I’m normally not punctilious to a fault, but compared to these people I was with today, I am an imperious arbiter, running the trains with an iron fist. My more rigid time sense imposes on their free-form, loose and flowing time sense. And therein lies the problem: they will never see my way, and I will never see theirs. This is a no-compromise zone.

So usually I compromise and tell these people to meet me at a time one hour earlier than necessary so that when they arrive “tardy,” it will be the real time I want to meet at. Has my method has been found out? How much longer can I perpetuate this charade?

It’s not that I’m impatient. To the contrary, usually it’s exactly the opposite. I am very “chill,” waiting in line, passing time, being agreeable. I don’t rush, but plan ahead to avoid needing to rush. This talent has grown over the last decade. I got tired of being late, arriving on the brink, thinking of excuses. I changed myself and got discipline. I feel proud of this achievement and it has saved me much aggravations.

Certain situations—and people—push my buttons, though. Repeatedly.
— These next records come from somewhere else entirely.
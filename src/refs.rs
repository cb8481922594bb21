//! Per-stream reference tables.
//!
//! One set of three append-only tables (strings, complex objects, trait
//! shapes) lives on each Writer and each Reader. A slot, once assigned,
//! is valid for the rest of the stream and is never reassigned or
//! compacted — back-references are positional.
//!
//! The write side keys lookups for O(1) dedup: strings by content,
//! objects by node identity (cell address), traits by shape hash. The
//! read side is a direct indexed vector; an index past the end of a
//! table is a corrupt stream.

use crate::error::{CodecError, Result};
use crate::trait_def::TraitDef;
use crate::value::{ObjRef, Variant};
use rustc_hash::FxHashMap;
use std::rc::Rc;
use std::sync::Arc;

// =============================================================================
// Write side
// =============================================================================

/// Dedup tables for one Writer.
#[derive(Debug, Default)]
pub struct WriteTables {
    strings: FxHashMap<Rc<str>, u32>,
    objects: FxHashMap<usize, u32>,
    traits: FxHashMap<u64, u32>,
}

impl WriteTables {
    pub fn new() -> Self {
        Self::default()
    }

    /// Index of a previously stored string, if any.
    pub fn check_string(&self, s: &str) -> Option<u32> {
        self.strings.get(s).copied()
    }

    /// Append a string, returning its new index.
    pub fn store_string(&mut self, s: &str) -> u32 {
        let index = self.strings.len() as u32;
        self.strings.insert(Rc::from(s), index);
        index
    }

    /// Index of a previously stored object node, if any. Identity, not
    /// structural equality: two equal-content nodes get two slots.
    pub fn check_object(&self, obj: &ObjRef) -> Option<u32> {
        self.objects.get(&object_key(obj)).copied()
    }

    /// Append an object node, returning its new index.
    pub fn store_object(&mut self, obj: &ObjRef) -> u32 {
        let index = self.objects.len() as u32;
        self.objects.insert(object_key(obj), index);
        index
    }

    /// Index of a previously stored trait shape, if any.
    pub fn check_trait(&self, def: &TraitDef) -> Option<u32> {
        self.traits.get(&def.shape_hash()).copied()
    }

    /// Append a trait shape, returning its new index.
    pub fn store_trait(&mut self, def: &TraitDef) -> u32 {
        let index = self.traits.len() as u32;
        self.traits.insert(def.shape_hash(), index);
        index
    }
}

fn object_key(obj: &ObjRef) -> usize {
    Rc::as_ptr(obj) as usize
}

// =============================================================================
// Read side
// =============================================================================

/// Indexed tables for one Reader.
#[derive(Debug, Default)]
pub struct ReadTables {
    strings: Vec<Rc<str>>,
    objects: Vec<Variant>,
    traits: Vec<Arc<TraitDef>>,
}

impl ReadTables {
    pub fn new() -> Self {
        Self::default()
    }

    pub fn register_string(&mut self, s: Rc<str>) -> usize {
        self.strings.push(s);
        self.strings.len() - 1
    }

    pub fn get_string(&self, index: u32) -> Result<Rc<str>> {
        self.strings
            .get(index as usize)
            .cloned()
            .ok_or(CodecError::BadReference {
                table: "string",
                index,
                len: self.strings.len(),
            })
    }

    /// Register an object node *before* its children decode. The slot
    /// holds the shared cell; back-references taken while children are
    /// still being read observe the final contents through it, which is
    /// what makes self-referential graphs decodable.
    pub fn register_object(&mut self, value: &Variant) -> usize {
        self.objects.push(value.clone());
        self.objects.len() - 1
    }

    pub fn get_object(&self, index: u32) -> Result<Variant> {
        self.objects
            .get(index as usize)
            .cloned()
            .ok_or(CodecError::BadReference {
                table: "object",
                index,
                len: self.objects.len(),
            })
    }

    pub fn register_trait(&mut self, def: Arc<TraitDef>) -> usize {
        self.traits.push(def);
        self.traits.len() - 1
    }

    pub fn get_trait(&self, index: u32) -> Result<Arc<TraitDef>> {
        self.traits
            .get(index as usize)
            .cloned()
            .ok_or(CodecError::BadReference {
                table: "trait",
                index,
                len: self.traits.len(),
            })
    }
}

// =============================================================================
// Tests
// =============================================================================

#[cfg(test)]
mod tests {
    use super::*;
    use crate::value::Complex;

    #[test]
    fn test_string_dedup_indices() {
        let mut tables = WriteTables::new();

        assert_eq!(tables.check_string("alpha"), None);
        assert_eq!(tables.store_string("alpha"), 0);
        assert_eq!(tables.store_string("beta"), 1);
        assert_eq!(tables.check_string("alpha"), Some(0));
        assert_eq!(tables.check_string("beta"), Some(1));
        assert_eq!(tables.check_string("gamma"), None);
    }

    #[test]
    fn test_object_identity_not_structure() {
        let mut tables = WriteTables::new();
        let a = Variant::object(Complex::Bytes(vec![1]));
        let b = Variant::object(Complex::Bytes(vec![1]));
        let a_ref = a.as_object().unwrap();
        let b_ref = b.as_object().unwrap();

        assert_eq!(tables.store_object(a_ref), 0);
        assert_eq!(tables.check_object(a_ref), Some(0));
        // Equal contents, different node: no dedup
        assert_eq!(tables.check_object(b_ref), None);
        assert_eq!(tables.store_object(b_ref), 1);
    }

    #[test]
    fn test_trait_dedup_by_shape() {
        let mut tables = WriteTables::new();
        let a = TraitDef::new("P", vec![Arc::from("x")], false, false).unwrap();
        let b = TraitDef::new("P", vec![Arc::from("x")], false, false).unwrap();
        let c = TraitDef::new("Q", vec![Arc::from("x")], false, false).unwrap();

        assert_eq!(tables.store_trait(&a), 0);
        // A distinct instance with the same shape hits the same slot
        assert_eq!(tables.check_trait(&b), Some(0));
        assert_eq!(tables.check_trait(&c), None);
        assert_eq!(tables.store_trait(&c), 1);
    }

    #[test]
    fn test_read_side_lookup() {
        let mut tables = ReadTables::new();
        assert_eq!(tables.register_string(Rc::from("s")), 0);
        assert_eq!(tables.get_string(0).unwrap().as_ref(), "s");
        assert!(matches!(
            tables.get_string(1),
            Err(CodecError::BadReference {
                table: "string",
                index: 1,
                len: 1
            })
        ));
    }

    #[test]
    fn test_read_side_object_slot_shares_node() {
        let mut tables = ReadTables::new();
        let shell = Variant::object(Complex::Bytes(Vec::new()));
        let index = tables.register_object(&shell) as u32;

        // Mutating through the shell is visible via the stored slot
        if let Complex::Bytes(bytes) = &mut *shell.as_object().unwrap().borrow_mut() {
            bytes.push(7);
        }
        let fetched = tables.get_object(index).unwrap();
        match &*fetched.as_object().unwrap().borrow() {
            Complex::Bytes(bytes) => assert_eq!(bytes, &vec![7]),
            other => panic!("expected Bytes, got {:?}", other),
        };
    }
}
This has been going on for a long time. It’s them, not me. I feel I can’t avoid them and their warped molasses sense of time. For now, at least.

Some day I will simply refuse to do anything with that crowd. Or go without me, I’ll tell them. Until then, I will need to breathe deeply, take a few steps away from the cliff, and realize that some old dogs cannot learn new tricks… or how to read a clock.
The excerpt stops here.